1.3.3 復(fù)制類風(fēng)濕性關(guān)節(jié)炎動物模型 首先將純化的牛Ⅱ型膠原溶于0.1 mol/L醋酸中，制成質(zhì)量濃度為1 g/L的溶液，與等量弗氏完全佐劑混合成穩(wěn)定乳劑。取模型組、對照組及實驗組大鼠，在各大鼠背部皮內(nèi)分4點共注射1 ml乳劑；21 d后，將0.5 mg膠原溶于0.5 ml 1 mol/L醋酸中，注入大鼠腹腔再次加強注射。第1次注射后2周，隨機取模型組大鼠3只，處死，取后肢關(guān)節(jié)進行蘇木精-伊紅染色，發(fā)現(xiàn)關(guān)節(jié)腔均存在不同程度狹窄，關(guān)節(jié)軟骨增生嚴(yán)重，部分個體標(biāo)本可見軟骨壞死現(xiàn)象，滑膜組織增生較多，可見10層以上的細(xì)胞層，關(guān)節(jié)周邊可見增生較多的血管叢或血管翳，證實實驗造模成功[9]。

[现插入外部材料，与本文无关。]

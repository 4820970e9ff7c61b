//! Navigation messages.

use folio_model::{NavTarget, SectionId};

/// Messages for routing, scroll tracking, and the mobile menu.
#[derive(Debug, Clone)]
pub enum NavigationMessage {
    /// A header link, footer link, or call-to-action was pressed
    Navigate(NavTarget),

    /// A link that names its target by anchor id
    NavigateToId(&'static str),

    /// The active view's scrollable moved
    Scrolled { offset: f32, height: f32 },

    /// The settle delay after a view switch elapsed
    Settled(SectionId),

    /// Hamburger button
    MenuToggled,

    /// Close button inside the mobile overlay
    MenuClosed,
}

1.3.4 實驗分組干預(yù) 第2次注射后12 h，實驗組大鼠尾靜脈注射1×107個/kg PMSCs（細(xì)胞濃度為1×107個/ml），對照組注射等量成纖維細(xì)胞，模型組不進行任何治療。干預(yù)3周后，處死所有大鼠，進行以下檢測。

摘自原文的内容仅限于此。